Data to use:
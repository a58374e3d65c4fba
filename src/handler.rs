//! The handler capability and per-host route controllers.

use std::{collections::HashMap, sync::Arc};

use http::{Method, StatusCode};

use crate::{
    error::{Error, HandlerFailure, RouteError},
    query::QueryItems,
    request::{PathIdentities, Request, TypedValue},
    response::Response,
    router::{RoutePattern, TransformRegistry},
};

/// Processes one request into a response, or a tagged failure the writer
/// converts to a status.
pub trait Handler: Send + Sync {
    fn handle(&self, request: &mut Request<'_>) -> Result<Response, HandlerFailure>;
}

impl<F> Handler for F
where
    F: Fn(&mut Request<'_>) -> Result<Response, HandlerFailure> + Send + Sync,
{
    fn handle(&self, request: &mut Request<'_>) -> Result<Response, HandlerFailure> {
        self(request)
    }
}

struct Route {
    pattern: RoutePattern,
    handler: Arc<dyn Handler>,
}

pub(crate) enum Lookup {
    Found {
        handler: Arc<dyn Handler>,
        identities: PathIdentities,
    },
    MethodNotAllowed(Vec<Method>),
    NotFound,
}

type ErrorHook = Arc<dyn Fn(&Error) -> Response + Send + Sync>;

/// Routes for one (virtual) host: method → compiled patterns, plus the
/// fallback hooks used when no handler can answer.
pub struct RouteController {
    transforms: TransformRegistry,
    routes: HashMap<Method, Vec<Route>>,
    not_found: Arc<dyn Handler>,
    internal_error: ErrorHook,
}

impl Default for RouteController {
    fn default() -> Self {
        RouteController::new()
    }
}

impl RouteController {
    pub fn new() -> RouteController {
        RouteController {
            transforms: TransformRegistry::new(),
            routes: HashMap::new(),
            not_found: Arc::new(|request: &mut Request<'_>| {
                Ok(Response::text(
                    StatusCode::NOT_FOUND,
                    format!("No route matches {}\n", request.path()),
                ))
            }),
            internal_error: Arc::new(|_err: &Error| {
                Response::text(StatusCode::INTERNAL_SERVER_ERROR, "Internal server error\n")
            }),
        }
    }

    /// Registers a named transform for later `<name>` references in
    /// patterns. Register transforms before the routes that use them.
    pub fn transform(
        mut self,
        name: impl Into<String>,
        transform: impl Fn(&str) -> Option<TypedValue> + Send + Sync + 'static,
    ) -> RouteController {
        self.transforms.register(name, transform);
        self
    }

    pub fn route(
        mut self,
        method: Method,
        pattern: &str,
        handler: impl Handler + 'static,
    ) -> Result<RouteController, RouteError> {
        let pattern = RoutePattern::compile(pattern, &self.transforms)?;
        self.routes.entry(method).or_default().push(Route {
            pattern,
            handler: Arc::new(handler),
        });
        Ok(self)
    }

    pub fn get(self, pattern: &str, handler: impl Handler + 'static) -> Result<Self, RouteError> {
        self.route(Method::GET, pattern, handler)
    }

    pub fn post(self, pattern: &str, handler: impl Handler + 'static) -> Result<Self, RouteError> {
        self.route(Method::POST, pattern, handler)
    }

    pub fn put(self, pattern: &str, handler: impl Handler + 'static) -> Result<Self, RouteError> {
        self.route(Method::PUT, pattern, handler)
    }

    pub fn patch(self, pattern: &str, handler: impl Handler + 'static) -> Result<Self, RouteError> {
        self.route(Method::PATCH, pattern, handler)
    }

    pub fn delete(self, pattern: &str, handler: impl Handler + 'static) -> Result<Self, RouteError> {
        self.route(Method::DELETE, pattern, handler)
    }

    /// Replaces the built-in 404 handler.
    pub fn not_found(mut self, handler: impl Handler + 'static) -> RouteController {
        self.not_found = Arc::new(handler);
        self
    }

    /// Replaces the built-in internal-error response hook.
    pub fn internal_error(
        mut self,
        hook: impl Fn(&Error) -> Response + Send + Sync + 'static,
    ) -> RouteController {
        self.internal_error = Arc::new(hook);
        self
    }

    pub(crate) fn not_found_handler(&self) -> Arc<dyn Handler> {
        self.not_found.clone()
    }

    pub(crate) fn internal_error_response(&self, err: &Error) -> Response {
        (self.internal_error)(err)
    }

    /// GET routes answer HEAD requests unless HEAD routes are registered.
    fn routes_for(&self, method: &Method) -> Option<&Vec<Route>> {
        match self.routes.get(method) {
            Some(routes) => Some(routes),
            None if *method == Method::HEAD => self.routes.get(&Method::GET),
            None => None,
        }
    }

    /// The most specific matching route; specificity ties go to the
    /// earlier registration.
    pub(crate) fn lookup(&self, method: &Method, path: &str, query: &QueryItems) -> Lookup {
        if let Some(routes) = self.routes_for(method) {
            let mut best: Option<(&Route, PathIdentities, Vec<u8>)> = None;
            for route in routes {
                if let Some(identities) = route.pattern.matches(path, query) {
                    let specificity = route.pattern.specificity();
                    let better = match &best {
                        Some((_, _, current)) => specificity > *current,
                        None => true,
                    };
                    if better {
                        best = Some((route, identities, specificity));
                    }
                }
            }
            if let Some((route, identities, _)) = best {
                return Lookup::Found {
                    handler: route.handler.clone(),
                    identities,
                };
            }
        }

        let allowed: Vec<Method> = self
            .routes
            .iter()
            .filter(|(candidate, _)| *candidate != method)
            .filter(|(_, routes)| {
                routes
                    .iter()
                    .any(|route| route.pattern.matches(path, query).is_some())
            })
            .map(|(candidate, _)| candidate.clone())
            .collect();

        if allowed.is_empty() {
            Lookup::NotFound
        } else {
            Lookup::MethodNotAllowed(allowed)
        }
    }
}

/// Host header → controller, with a default for missing or unknown hosts.
pub(crate) struct VirtualHosts {
    default: Arc<RouteController>,
    hosts: HashMap<String, Arc<RouteController>>,
}

impl VirtualHosts {
    pub(crate) fn new(default: RouteController) -> VirtualHosts {
        VirtualHosts {
            default: Arc::new(default),
            hosts: HashMap::new(),
        }
    }

    pub(crate) fn insert(&mut self, host: impl Into<String>, controller: RouteController) {
        self.hosts
            .insert(host.into().to_ascii_lowercase(), Arc::new(controller));
    }

    pub(crate) fn select(&self, host: Option<&str>) -> Arc<RouteController> {
        host.and_then(|host| self.hosts.get(&host.to_ascii_lowercase()))
            .unwrap_or(&self.default)
            .clone()
    }
}

#[cfg(test)]
mod tests {
    use super::*;

    fn ok(body: &'static str) -> impl Handler {
        move |_req: &mut Request<'_>| Ok(Response::text(StatusCode::OK, body))
    }

    fn lookup<'c>(controller: &'c RouteController, method: Method, path: &str) -> Lookup {
        controller.lookup(&method, path, &QueryItems::new())
    }

    #[test]
    fn more_specific_routes_win() {
        let controller = RouteController::new()
            .get("/users/:id", ok("ident"))
            .unwrap()
            .get("/users/all", ok("literal"))
            .unwrap()
            .get("/users/*", ok("star"))
            .unwrap();

        let found = match lookup(&controller, Method::GET, "/users/all") {
            Lookup::Found { handler, .. } => handler,
            _ => panic!("expected a match"),
        };
        let mut query = QueryItems::new();
        let response = handler_response(&*found, &mut query);
        assert_eq!(body_text(&response), "literal");

        let found = match lookup(&controller, Method::GET, "/users/42") {
            Lookup::Found { handler, identities } => {
                assert_eq!(identities.raw("id"), Some("42"));
                handler
            }
            _ => panic!("expected a match"),
        };
        let response = handler_response(&*found, &mut query);
        assert_eq!(body_text(&response), "ident");
    }

    #[test]
    fn specificity_ties_prefer_the_earlier_registration() {
        let controller = RouteController::new()
            .get("/x/:a", ok("first"))
            .unwrap()
            .get("/x/:b", ok("second"))
            .unwrap();

        let found = match lookup(&controller, Method::GET, "/x/1") {
            Lookup::Found { handler, .. } => handler,
            _ => panic!("expected a match"),
        };
        let mut query = QueryItems::new();
        assert_eq!(body_text(&handler_response(&*found, &mut query)), "first");
    }

    #[test]
    fn wrong_methods_surface_the_allowed_set() {
        let controller = RouteController::new()
            .get("/thing", ok("get"))
            .unwrap()
            .put("/thing", ok("put"))
            .unwrap();

        match lookup(&controller, Method::POST, "/thing") {
            Lookup::MethodNotAllowed(allowed) => {
                assert_eq!(allowed.len(), 2);
                assert!(allowed.contains(&Method::GET));
                assert!(allowed.contains(&Method::PUT));
            }
            _ => panic!("expected method-not-allowed"),
        }

        assert!(matches!(
            lookup(&controller, Method::POST, "/other"),
            Lookup::NotFound
        ));
    }

    #[test]
    fn head_falls_back_to_get_routes() {
        let controller = RouteController::new().get("/doc", ok("get")).unwrap();
        assert!(matches!(
            lookup(&controller, Method::HEAD, "/doc"),
            Lookup::Found { .. }
        ));
    }

    #[test]
    fn unknown_hosts_fall_back_to_the_default_controller() {
        let default = RouteController::new().get("/", ok("default")).unwrap();
        let mut hosts = VirtualHosts::new(default);
        hosts.insert(
            "api.example.com",
            RouteController::new().get("/", ok("api")).unwrap(),
        );

        let mut query = QueryItems::new();
        for (host, expected) in [
            (Some("api.example.com"), "api"),
            (Some("API.example.COM"), "api"),
            (Some("other.example.com"), "default"),
            (None, "default"),
        ] {
            let controller = hosts.select(host);
            let handler = match controller.lookup(&Method::GET, "/", &QueryItems::new()) {
                Lookup::Found { handler, .. } => handler,
                _ => panic!("expected a match"),
            };
            assert_eq!(body_text(&handler_response(&*handler, &mut query)), expected);
        }
    }

    // Invoking a handler in tests requires a request; fabricate a minimal
    // one over an empty body.
    fn handler_response(handler: &dyn Handler, _query: &mut QueryItems) -> Response {
        let mut request = crate::test_support::minimal_request();
        handler.handle(&mut request).unwrap()
    }

    fn body_text(response: &Response) -> String {
        match response.body() {
            crate::response::ResponseBody::Bytes { data, .. } => {
                String::from_utf8_lossy(data).into_owned()
            }
            _ => panic!("expected a bytes body"),
        }
    }
}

Try it: Considering each line of the material above, count those with the word "other" and give only the number.

Solution: 2